▶ [The problem]:
Taking the records below, count the lines in which "identity" appears and supply only the count.

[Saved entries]
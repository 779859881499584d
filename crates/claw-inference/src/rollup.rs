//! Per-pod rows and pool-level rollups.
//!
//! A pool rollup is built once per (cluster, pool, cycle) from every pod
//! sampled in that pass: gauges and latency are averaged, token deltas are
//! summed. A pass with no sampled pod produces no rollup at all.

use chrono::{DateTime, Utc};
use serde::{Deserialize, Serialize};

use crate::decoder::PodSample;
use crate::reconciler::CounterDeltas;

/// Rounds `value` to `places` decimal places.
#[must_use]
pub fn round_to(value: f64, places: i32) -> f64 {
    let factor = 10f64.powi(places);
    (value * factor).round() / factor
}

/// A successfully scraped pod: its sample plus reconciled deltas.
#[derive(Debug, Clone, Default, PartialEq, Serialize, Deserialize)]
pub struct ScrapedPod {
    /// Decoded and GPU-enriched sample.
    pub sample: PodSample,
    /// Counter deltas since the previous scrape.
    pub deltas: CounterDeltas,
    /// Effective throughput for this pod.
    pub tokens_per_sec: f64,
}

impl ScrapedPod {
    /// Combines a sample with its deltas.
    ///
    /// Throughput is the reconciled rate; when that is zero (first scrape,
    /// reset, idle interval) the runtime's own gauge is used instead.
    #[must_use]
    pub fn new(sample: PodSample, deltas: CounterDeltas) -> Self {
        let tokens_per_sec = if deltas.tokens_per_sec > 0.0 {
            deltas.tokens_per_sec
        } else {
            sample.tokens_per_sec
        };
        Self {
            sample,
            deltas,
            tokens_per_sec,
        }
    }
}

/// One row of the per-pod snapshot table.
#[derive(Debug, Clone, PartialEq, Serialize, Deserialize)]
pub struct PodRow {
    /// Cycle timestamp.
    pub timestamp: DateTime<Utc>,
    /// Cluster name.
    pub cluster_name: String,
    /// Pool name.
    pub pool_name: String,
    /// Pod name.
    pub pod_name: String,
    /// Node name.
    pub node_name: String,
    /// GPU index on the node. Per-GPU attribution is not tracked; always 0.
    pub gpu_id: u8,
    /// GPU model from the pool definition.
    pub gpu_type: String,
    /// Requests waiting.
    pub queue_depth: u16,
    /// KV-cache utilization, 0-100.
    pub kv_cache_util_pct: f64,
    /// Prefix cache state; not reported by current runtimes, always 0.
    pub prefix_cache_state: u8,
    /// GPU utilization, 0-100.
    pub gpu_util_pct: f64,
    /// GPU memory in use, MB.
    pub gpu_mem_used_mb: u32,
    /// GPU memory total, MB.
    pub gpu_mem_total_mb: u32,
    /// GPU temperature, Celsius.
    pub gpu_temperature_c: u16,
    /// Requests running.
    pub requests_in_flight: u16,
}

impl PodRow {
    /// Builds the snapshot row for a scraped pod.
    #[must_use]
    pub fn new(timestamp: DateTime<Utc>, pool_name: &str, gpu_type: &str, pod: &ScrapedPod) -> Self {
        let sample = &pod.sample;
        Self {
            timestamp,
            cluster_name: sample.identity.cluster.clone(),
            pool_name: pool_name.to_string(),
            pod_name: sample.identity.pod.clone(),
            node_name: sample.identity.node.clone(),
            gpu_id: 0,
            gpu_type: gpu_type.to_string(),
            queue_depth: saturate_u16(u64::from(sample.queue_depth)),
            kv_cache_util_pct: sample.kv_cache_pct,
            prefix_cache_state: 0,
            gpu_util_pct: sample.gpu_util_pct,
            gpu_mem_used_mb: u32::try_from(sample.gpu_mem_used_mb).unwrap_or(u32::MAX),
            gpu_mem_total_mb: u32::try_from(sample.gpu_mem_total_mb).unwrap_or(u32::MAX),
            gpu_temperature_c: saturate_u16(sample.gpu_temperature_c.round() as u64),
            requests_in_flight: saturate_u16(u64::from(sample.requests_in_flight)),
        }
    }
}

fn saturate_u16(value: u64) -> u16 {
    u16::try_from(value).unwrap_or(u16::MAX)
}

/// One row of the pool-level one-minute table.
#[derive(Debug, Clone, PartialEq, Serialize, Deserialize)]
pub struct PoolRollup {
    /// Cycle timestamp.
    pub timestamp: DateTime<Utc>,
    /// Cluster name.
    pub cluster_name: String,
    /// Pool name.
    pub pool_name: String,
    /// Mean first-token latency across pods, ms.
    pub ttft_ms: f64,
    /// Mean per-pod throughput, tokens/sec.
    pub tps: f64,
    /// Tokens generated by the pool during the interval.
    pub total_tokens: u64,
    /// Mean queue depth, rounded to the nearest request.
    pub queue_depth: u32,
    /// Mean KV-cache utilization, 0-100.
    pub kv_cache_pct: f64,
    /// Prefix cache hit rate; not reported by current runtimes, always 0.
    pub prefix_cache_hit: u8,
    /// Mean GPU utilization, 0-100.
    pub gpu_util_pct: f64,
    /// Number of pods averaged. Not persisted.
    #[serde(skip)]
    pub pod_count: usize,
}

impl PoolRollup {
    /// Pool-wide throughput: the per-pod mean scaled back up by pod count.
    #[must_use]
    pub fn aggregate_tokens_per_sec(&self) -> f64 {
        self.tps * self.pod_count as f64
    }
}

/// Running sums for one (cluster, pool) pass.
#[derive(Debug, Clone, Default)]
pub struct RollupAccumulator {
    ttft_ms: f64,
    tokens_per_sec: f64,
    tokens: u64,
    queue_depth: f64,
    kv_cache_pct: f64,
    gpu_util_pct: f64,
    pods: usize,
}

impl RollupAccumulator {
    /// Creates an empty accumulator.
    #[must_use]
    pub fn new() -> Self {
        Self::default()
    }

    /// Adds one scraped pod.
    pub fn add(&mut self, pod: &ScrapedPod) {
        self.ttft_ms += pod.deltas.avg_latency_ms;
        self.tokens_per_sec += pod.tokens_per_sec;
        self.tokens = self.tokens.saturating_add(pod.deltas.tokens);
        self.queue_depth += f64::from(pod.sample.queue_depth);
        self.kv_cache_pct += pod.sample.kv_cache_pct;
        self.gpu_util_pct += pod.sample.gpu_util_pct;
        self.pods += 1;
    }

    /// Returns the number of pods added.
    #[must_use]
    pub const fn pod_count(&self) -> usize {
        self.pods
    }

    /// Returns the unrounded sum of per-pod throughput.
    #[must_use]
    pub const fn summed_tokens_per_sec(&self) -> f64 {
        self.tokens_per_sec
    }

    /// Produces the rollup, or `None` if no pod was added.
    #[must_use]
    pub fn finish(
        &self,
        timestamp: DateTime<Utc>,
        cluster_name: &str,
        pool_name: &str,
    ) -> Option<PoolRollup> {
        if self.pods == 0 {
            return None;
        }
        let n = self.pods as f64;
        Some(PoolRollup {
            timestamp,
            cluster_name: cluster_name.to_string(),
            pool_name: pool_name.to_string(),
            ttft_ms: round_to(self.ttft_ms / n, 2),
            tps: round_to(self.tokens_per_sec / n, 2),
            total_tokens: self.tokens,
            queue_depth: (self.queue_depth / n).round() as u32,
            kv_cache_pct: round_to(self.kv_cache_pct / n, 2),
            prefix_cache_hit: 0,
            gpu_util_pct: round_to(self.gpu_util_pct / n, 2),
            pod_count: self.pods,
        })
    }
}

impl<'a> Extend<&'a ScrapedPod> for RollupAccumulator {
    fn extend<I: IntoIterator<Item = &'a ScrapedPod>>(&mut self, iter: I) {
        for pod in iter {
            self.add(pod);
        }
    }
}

▶ [Answer area]:
3